“Selling boxes is an unpredictable thing,” Paul Galant, chief executive of VeriFone Systems Inc., told stock analysts Thursday afternoon. Seldom has that been truer for terminal kingpin VeriFone than now, when an unexpected slowdown in EMV adoption by small and medium-size merchants has cut into the company’s sales and hurt its fiscal third-quarter results.
By year’s end, fully 14 months after the liability shift, there will still be about 5 million U.S. point-of-sale terminals requiring upgrade to handle EMV chip cards, Galant said. That’s more than VeriFone had predicted earlier in the year, when it saw what Jennifer Miles, president for the Americas at VeriFone, said during Thursday’s analyst presentation was a “profound surge” in EMV sales.
“SMB deployments continue to trend below expectations,” Galant said during the call to discuss VeriFone’s fiscal third-quarter earnings. Indeed, the slowdown has developed swiftly, setting in just in the past three months, Galant added. “It was hard to imagine [the EMV rollout] would hit the brakes the way it did, but hit the brakes it did,” he said. “We’re doing everything we know how to do.”
A key factor in the slowdown, Galant told analysts, is a program Visa Inc. introduced this summer to bring relief to merchants inundated with chargebacks resulting from counterfeit cards. Since Oct. 1, 2015, merchants that aren’t equipped to process EMV cards have been liable for any fraud from fake cards. Visa in June announced a new policy to stop all chargebacks for counterfeit fraud under $25 from going to acquirers and their merchants, effective July 22. As of October, it will also cap at 10 the number of counterfeit card chargebacks of $25 or more an issuer can send back to merchants on any single card account. Issuers will have to take responsibility for any such chargebacks after that.
Visa projected at the time that the new policy would cut merchants’ counterfeit card chargebacks by 40% and their dollar losses by 15%. But the moves also “definitely take the pressure off of some retailers,” Galant said, to upgrade their POS devices. He did not disclose figures for VeriFone’s actual EMV shipments in the quarter, but told the analysts that “the EMV narrative in the U.S. has been really problematic.”
Other factors figure in the slowdown, the VeriFone executives said, including the adoption by higher-risk merchants earlier in the year, leaving now a market less sensitive to fraud risk.
The company also blamed political turmoil in Turkey, a key market, and weak economies in Latin America for its results. Non-GAAP revenue for the quarter ended July 31 came in at $493 million, down from $510 million in the year-ago period. North American revenue finished at $196 million, down 6%.
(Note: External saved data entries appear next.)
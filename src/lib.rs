#![doc(test(attr(deny(warnings))))]

//! Budget Ledger offers named spending categories backed by append-only
//! transaction ledgers, plus a text spend chart across categories.

pub mod config;
pub mod errors;
pub mod ledger;
pub mod report;
pub mod utils;

pub use errors::{ChartError, LedgerError};
pub use ledger::{Budget, Category, SharedCategory, Transaction};
pub use report::{create_shared_spend_chart, create_spend_chart};

use std::sync::Once;

static INIT_TRACING: Once = Once::new();

/// Initializes global tracing and emits a startup info log.
pub fn init() {
    INIT_TRACING.call_once(|| {
        utils::init_tracing();
        tracing::info!("Budget Ledger tracing initialized.");
    });
}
Still, Galant and Miles predicted sales to SMB merchants will pick up as the Visa policy, set to expire in April 2018, runs out and merchants finally tire of dealing with customers who want to know why they don’t support EMV. “This [slowdown] is not a binary thing,” Galant said. “It’s a delay. They’re going to take longer to do the upgrade.”
He also pointed to a “silver lining” in the slowdown. It will provide an opportunity for Engage, a new line of multimedia terminals, to enter the market and gain attention, he said. He told the analysts revenue from Engage and Carbon, a new line of smart terminals, will start to build next year, amounting to “a meaningful part” of the company’s overall revenue.” In 2018, he predicted, the new products will start to “move the needle.”